(Beginning of Records shown)
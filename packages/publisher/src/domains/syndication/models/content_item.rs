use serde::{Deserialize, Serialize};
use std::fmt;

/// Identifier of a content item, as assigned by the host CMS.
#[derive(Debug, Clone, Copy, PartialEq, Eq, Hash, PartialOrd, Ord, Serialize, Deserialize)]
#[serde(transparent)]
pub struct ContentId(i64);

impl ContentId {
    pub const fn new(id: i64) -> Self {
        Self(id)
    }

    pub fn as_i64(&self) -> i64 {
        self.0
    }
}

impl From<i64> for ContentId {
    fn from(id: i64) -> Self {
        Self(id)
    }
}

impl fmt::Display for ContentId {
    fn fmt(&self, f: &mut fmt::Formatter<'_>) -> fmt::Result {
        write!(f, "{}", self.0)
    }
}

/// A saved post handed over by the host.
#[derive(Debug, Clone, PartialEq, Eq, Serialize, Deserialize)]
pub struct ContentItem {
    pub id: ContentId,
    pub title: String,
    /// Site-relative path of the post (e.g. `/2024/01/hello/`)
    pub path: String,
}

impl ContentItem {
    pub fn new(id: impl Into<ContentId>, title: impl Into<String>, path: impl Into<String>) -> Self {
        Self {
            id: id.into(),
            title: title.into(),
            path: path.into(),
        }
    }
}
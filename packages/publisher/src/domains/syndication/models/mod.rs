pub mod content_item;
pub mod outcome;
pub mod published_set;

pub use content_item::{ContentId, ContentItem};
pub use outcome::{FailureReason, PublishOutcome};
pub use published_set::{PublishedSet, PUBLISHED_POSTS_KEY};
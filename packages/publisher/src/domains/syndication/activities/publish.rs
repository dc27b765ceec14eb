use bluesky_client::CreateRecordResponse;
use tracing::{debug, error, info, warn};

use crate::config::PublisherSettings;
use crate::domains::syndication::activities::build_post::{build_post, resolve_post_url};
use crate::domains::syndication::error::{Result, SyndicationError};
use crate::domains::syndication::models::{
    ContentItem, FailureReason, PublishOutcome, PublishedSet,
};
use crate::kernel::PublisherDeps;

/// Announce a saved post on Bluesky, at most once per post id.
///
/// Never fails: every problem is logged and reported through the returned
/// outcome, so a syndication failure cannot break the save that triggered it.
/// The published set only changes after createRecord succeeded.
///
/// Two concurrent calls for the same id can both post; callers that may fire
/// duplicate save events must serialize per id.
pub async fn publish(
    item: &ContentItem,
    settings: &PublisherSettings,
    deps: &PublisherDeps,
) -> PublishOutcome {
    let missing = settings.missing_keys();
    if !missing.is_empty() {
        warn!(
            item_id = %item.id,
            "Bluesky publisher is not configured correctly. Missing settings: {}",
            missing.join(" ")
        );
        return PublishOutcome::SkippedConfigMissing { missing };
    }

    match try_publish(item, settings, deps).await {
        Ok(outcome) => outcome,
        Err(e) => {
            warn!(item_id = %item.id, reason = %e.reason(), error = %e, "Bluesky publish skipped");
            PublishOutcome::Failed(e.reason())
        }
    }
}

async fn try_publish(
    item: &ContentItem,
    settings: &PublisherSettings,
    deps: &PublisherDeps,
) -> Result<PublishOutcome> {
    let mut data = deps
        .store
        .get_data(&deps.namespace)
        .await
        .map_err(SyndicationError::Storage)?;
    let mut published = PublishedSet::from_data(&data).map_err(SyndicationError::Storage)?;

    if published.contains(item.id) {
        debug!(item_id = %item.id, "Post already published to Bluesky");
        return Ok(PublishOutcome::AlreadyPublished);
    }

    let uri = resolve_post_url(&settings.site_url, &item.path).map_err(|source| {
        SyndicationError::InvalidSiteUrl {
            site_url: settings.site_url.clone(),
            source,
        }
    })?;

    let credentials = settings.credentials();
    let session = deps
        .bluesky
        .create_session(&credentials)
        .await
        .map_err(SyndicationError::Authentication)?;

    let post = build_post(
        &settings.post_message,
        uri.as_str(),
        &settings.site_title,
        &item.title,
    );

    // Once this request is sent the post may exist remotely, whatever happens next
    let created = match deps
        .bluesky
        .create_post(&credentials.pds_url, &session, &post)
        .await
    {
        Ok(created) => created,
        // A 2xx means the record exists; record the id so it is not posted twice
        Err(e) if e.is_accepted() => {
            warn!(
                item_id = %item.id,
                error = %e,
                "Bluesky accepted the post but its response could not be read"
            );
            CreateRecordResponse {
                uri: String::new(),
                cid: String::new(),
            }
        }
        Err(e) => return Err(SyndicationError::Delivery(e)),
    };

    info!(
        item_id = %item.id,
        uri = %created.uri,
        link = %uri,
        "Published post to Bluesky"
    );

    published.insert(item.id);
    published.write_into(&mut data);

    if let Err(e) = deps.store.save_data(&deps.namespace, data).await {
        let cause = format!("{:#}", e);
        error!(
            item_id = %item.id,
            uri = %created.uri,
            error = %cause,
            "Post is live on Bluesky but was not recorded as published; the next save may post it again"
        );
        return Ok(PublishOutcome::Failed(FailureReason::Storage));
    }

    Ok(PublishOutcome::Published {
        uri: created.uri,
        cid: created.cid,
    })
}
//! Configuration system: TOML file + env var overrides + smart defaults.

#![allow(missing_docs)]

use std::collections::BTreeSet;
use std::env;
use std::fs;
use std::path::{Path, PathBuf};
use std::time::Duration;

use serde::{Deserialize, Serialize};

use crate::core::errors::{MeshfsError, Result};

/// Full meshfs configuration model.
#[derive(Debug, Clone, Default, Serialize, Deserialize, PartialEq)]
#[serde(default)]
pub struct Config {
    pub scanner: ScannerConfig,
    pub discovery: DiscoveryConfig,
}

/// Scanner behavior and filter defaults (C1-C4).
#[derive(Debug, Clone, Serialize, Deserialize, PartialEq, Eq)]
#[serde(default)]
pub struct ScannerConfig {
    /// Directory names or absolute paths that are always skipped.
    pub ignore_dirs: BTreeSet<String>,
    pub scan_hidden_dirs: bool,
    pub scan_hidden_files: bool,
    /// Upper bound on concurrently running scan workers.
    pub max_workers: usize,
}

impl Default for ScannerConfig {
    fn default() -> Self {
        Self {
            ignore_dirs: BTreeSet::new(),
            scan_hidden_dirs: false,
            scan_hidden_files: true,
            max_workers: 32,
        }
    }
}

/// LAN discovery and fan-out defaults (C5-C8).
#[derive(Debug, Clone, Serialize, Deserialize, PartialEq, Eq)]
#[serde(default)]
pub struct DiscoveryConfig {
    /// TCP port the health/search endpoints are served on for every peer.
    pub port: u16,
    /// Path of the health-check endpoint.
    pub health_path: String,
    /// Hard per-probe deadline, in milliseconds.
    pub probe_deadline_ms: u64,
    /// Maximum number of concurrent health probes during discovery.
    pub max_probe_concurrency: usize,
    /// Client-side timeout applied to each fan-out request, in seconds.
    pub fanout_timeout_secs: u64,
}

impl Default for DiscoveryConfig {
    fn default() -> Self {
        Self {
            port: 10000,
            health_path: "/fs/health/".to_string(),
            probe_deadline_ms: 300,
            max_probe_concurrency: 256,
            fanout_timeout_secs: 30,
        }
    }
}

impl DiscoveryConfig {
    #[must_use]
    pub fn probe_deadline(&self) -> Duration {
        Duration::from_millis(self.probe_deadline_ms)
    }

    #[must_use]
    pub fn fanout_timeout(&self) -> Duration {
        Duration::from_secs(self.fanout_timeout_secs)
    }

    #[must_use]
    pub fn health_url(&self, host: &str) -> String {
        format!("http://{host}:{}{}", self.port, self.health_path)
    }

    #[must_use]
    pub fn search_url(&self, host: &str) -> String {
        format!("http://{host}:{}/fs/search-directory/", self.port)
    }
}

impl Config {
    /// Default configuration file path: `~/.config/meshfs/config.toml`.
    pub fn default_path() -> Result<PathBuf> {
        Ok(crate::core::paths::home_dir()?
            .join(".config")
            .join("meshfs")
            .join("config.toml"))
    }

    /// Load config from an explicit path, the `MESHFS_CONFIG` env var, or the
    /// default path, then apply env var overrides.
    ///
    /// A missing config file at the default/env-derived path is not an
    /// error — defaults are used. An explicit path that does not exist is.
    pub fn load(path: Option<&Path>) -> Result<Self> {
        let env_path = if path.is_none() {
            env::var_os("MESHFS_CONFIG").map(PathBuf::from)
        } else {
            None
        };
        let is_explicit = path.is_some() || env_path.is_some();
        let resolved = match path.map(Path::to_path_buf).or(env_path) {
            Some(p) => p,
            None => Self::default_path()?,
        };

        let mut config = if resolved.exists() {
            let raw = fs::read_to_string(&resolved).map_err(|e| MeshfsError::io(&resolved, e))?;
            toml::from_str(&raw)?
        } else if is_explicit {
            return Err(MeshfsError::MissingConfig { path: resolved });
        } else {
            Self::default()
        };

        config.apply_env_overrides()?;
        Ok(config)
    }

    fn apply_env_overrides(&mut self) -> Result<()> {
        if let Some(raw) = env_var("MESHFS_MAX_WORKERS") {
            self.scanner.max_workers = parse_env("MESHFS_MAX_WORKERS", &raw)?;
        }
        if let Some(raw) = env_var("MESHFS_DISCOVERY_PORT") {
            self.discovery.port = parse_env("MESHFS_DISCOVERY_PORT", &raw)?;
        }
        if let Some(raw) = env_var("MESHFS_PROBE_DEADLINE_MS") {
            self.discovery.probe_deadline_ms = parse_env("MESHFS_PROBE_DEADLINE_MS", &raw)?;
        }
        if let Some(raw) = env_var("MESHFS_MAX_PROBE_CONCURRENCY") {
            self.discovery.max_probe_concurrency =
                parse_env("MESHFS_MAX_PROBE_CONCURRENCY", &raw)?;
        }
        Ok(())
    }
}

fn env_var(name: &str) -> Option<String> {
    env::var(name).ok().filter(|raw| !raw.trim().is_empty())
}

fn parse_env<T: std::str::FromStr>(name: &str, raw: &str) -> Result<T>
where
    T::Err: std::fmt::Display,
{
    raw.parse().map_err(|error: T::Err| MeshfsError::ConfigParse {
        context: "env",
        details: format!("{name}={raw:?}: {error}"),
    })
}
(End of Records shown)
(Beginning of Records shown)
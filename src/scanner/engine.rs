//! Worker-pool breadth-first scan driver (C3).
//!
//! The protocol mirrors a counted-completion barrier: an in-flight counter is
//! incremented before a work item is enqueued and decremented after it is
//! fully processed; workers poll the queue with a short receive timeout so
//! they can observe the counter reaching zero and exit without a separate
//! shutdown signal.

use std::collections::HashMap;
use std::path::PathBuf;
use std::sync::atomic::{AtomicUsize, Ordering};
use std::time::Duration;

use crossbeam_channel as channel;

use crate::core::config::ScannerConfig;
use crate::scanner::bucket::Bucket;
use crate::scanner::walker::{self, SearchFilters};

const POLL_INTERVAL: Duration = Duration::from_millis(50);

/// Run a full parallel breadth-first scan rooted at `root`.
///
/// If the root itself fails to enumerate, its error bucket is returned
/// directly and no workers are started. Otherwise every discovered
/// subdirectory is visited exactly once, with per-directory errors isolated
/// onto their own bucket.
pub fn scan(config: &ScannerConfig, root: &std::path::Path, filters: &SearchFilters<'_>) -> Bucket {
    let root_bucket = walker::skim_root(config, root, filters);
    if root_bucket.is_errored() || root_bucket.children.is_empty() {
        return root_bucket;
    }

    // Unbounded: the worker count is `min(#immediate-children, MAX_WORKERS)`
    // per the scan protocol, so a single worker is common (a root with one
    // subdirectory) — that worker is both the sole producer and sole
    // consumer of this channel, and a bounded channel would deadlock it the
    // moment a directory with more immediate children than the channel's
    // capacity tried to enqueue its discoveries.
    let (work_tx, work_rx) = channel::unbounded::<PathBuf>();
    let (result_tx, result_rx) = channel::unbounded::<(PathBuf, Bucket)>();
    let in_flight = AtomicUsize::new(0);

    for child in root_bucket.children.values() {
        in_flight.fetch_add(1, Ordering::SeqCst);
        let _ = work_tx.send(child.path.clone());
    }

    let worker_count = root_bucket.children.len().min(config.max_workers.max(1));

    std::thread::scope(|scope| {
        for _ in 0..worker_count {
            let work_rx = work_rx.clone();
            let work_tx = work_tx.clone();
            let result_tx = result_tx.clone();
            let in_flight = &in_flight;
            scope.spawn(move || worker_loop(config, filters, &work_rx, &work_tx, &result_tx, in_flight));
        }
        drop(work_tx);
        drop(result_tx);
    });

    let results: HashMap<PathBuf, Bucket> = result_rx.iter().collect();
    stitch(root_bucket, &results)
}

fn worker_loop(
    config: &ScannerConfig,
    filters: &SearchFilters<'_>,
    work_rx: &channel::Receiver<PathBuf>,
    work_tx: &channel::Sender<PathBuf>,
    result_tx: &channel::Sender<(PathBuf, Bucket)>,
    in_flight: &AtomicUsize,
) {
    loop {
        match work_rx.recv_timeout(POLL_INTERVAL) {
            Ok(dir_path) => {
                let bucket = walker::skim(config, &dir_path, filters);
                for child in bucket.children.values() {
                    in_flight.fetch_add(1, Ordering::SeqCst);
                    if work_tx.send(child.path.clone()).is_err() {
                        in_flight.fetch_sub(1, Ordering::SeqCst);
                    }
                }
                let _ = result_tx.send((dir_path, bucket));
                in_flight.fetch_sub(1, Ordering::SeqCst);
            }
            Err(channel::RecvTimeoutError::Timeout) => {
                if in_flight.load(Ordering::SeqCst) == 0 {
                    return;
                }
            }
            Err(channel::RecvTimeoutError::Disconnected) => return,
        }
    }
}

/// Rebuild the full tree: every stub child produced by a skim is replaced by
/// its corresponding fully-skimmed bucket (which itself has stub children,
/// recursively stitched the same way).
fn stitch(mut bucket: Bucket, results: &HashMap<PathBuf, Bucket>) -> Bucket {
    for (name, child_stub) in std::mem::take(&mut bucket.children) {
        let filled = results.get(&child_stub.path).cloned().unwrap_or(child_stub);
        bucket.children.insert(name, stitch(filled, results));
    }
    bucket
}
(End of Records shown)
Filter on the word "async": copy each matching line from the entries above.

pub async fn publish(
async fn try_publish(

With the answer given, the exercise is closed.